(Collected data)
--------------------------------------------------
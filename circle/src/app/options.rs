//! Client configuration options

use std::time::Duration;

/// Default Circle API host
pub const DEFAULT_BASE_URL: &str = "https://video.logi.com";

/// Web app origin the API expects on every request
pub const DEFAULT_ORIGIN: &str = "https://circle.logi.com";

/// Largest page the activity listing hands out
pub const DEFAULT_PAGE_LIMIT: u32 = 100;

/// Options for talking to the Circle API
#[derive(Debug, Clone)]
pub struct ClientOptions {
    /// API base URL
    pub base_url: String,

    /// Value sent in the `Origin` header
    pub origin: String,

    /// Scheme used to reach accessory nodes for live snapshots
    pub node_scheme: String,

    /// Per-request timeout
    pub timeout: Duration,

    /// Activities requested per page
    pub page_limit: u32,
}

impl Default for ClientOptions {
    fn default() -> Self {
        Self {
            base_url: DEFAULT_BASE_URL.to_string(),
            origin: DEFAULT_ORIGIN.to_string(),
            node_scheme: "https".to_string(),
            timeout: Duration::from_secs(30),
            page_limit: DEFAULT_PAGE_LIMIT,
        }
    }
}

impl ClientOptions {
    /// Options pointed at a different API host, e.g. a local test server
    pub fn with_base_url(base_url: impl Into<String>) -> Self {
        Self {
            base_url: base_url.into(),
            ..Default::default()
        }
    }
}
//! Accessory API client

use reqwest::Response;
use tracing::{debug, warn};

use crate::authn::session::Session;
use crate::errors::{CircleError, Result};
use crate::http::client::{decode_json, ensure_success, HttpClient};
use crate::models::Accessory;

impl HttpClient {
    /// Get a single accessory by id
    ///
    /// Any non-2xx status is reported as [`CircleError::NotFound`].
    pub async fn get_accessory(&self, session: &Session, accessory_id: &str) -> Result<Accessory> {
        let url = self.api_url(&["accessories", accessory_id])?;
        let response = self.get(session, &url).await?;

        let status = response.status();
        if !status.is_success() {
            warn!("Accessory {} not available: {}", accessory_id, status);
            return Err(CircleError::NotFound {
                url: url.to_string(),
                status,
            });
        }

        decode_json(&url, response).await
    }

    /// List every accessory on the account
    pub async fn list_accessories(&self, session: &Session) -> Result<Vec<Accessory>> {
        let url = self.api_url(&["accessories"])?;
        let response = self.get(session, &url).await?;
        let response = ensure_success(&url, response).await?;

        let accessories: Vec<Accessory> = decode_json(&url, response).await?;
        debug!("Found {} accessories", accessories.len());
        Ok(accessories)
    }

    /// Request a fresh live image from the accessory's node
    ///
    /// The returned response streams the image bytes.
    pub async fn get_snapshot(&self, session: &Session, accessory: &Accessory) -> Result<Response> {
        if accessory.node_id.is_empty() {
            return Err(CircleError::MissingNodeId(accessory.accessory_id.clone()));
        }

        let mut url = self.node_url(
            &accessory.node_id,
            &["accessories", &accessory.accessory_id, "image"],
        )?;
        url.query_pairs_mut()
            .append_pair("refresh", "true")
            .append_pair("q", "1");

        let response = self.get(session, &url).await?;
        ensure_success(&url, response).await
    }
}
--------------------------------------------------
#### WHAT THE TASK ASKS:
Transcribe all entries exactly as they appear above.

#### RESULT FOR THIS EXERCISE:
filename circle/src/app/options.rs
//! Client configuration options

use std::time::Duration;

/// Default Circle API host
pub const DEFAULT_BASE_URL: &str = "https://video.logi.com";

/// Web app origin the API expects on every request
pub const DEFAULT_ORIGIN: &str = "https://circle.logi.com";

/// Largest page the activity listing hands out
pub const DEFAULT_PAGE_LIMIT: u32 = 100;

/// Options for talking to the Circle API
#[derive(Debug, Clone)]
pub struct ClientOptions {
    /// API base URL
    pub base_url: String,

    /// Value sent in the `Origin` header
    pub origin: String,

    /// Scheme used to reach accessory nodes for live snapshots
    pub node_scheme: String,

    /// Per-request timeout
    pub timeout: Duration,

    /// Activities requested per page
    pub page_limit: u32,
}

impl Default for ClientOptions {
    fn default() -> Self {
        Self {
            base_url: DEFAULT_BASE_URL.to_string(),
            origin: DEFAULT_ORIGIN.to_string(),
            node_scheme: "https".to_string(),
            timeout: Duration::from_secs(30),
            page_limit: DEFAULT_PAGE_LIMIT,
        }
    }
}

impl ClientOptions {
    /// Options pointed at a different API host, e.g. a local test server
    pub fn with_base_url(base_url: impl Into<String>) -> Self {
        Self {
            base_url: base_url.into(),
            ..Default::default()
        }
    }
}
//! Accessory API client

use reqwest::Response;
use tracing::{debug, warn};

use crate::authn::session::Session;
use crate::errors::{CircleError, Result};
use crate::http::client::{decode_json, ensure_success, HttpClient};
use crate::models::Accessory;

impl HttpClient {
    /// Get a single accessory by id
    ///
    /// Any non-2xx status is reported as [`CircleError::NotFound`].
    pub async fn get_accessory(&self, session: &Session, accessory_id: &str) -> Result<Accessory> {
        let url = self.api_url(&["accessories", accessory_id])?;
        let response = self.get(session, &url).await?;

        let status = response.status();
        if !status.is_success() {
            warn!("Accessory {} not available: {}", accessory_id, status);
            return Err(CircleError::NotFound {
                url: url.to_string(),
                status,
            });
        }

        decode_json(&url, response).await
    }

    /// List every accessory on the account
    pub async fn list_accessories(&self, session: &Session) -> Result<Vec<Accessory>> {
        let url = self.api_url(&["accessories"])?;
        let response = self.get(session, &url).await?;
        let response = ensure_success(&url, response).await?;

        let accessories: Vec<Accessory> = decode_json(&url, response).await?;
        debug!("Found {} accessories", accessories.len());
        Ok(accessories)
    }

    /// Request a fresh live image from the accessory's node
    ///
    /// The returned response streams the image bytes.
    pub async fn get_snapshot(&self, session: &Session, accessory: &Accessory) -> Result<Response> {
        if accessory.node_id.is_empty() {
            return Err(CircleError::MissingNodeId(accessory.accessory_id.clone()));
        }

        let mut url = self.node_url(
            &accessory.node_id,
            &["accessories", &accessory.accessory_id, "image"],
        )?;
        url.query_pairs_mut()
            .append_pair("refresh", "true")
            .append_pair("q", "1");

        let response = self.get(session, &url).await?;
        ensure_success(&url, response).await
    }
}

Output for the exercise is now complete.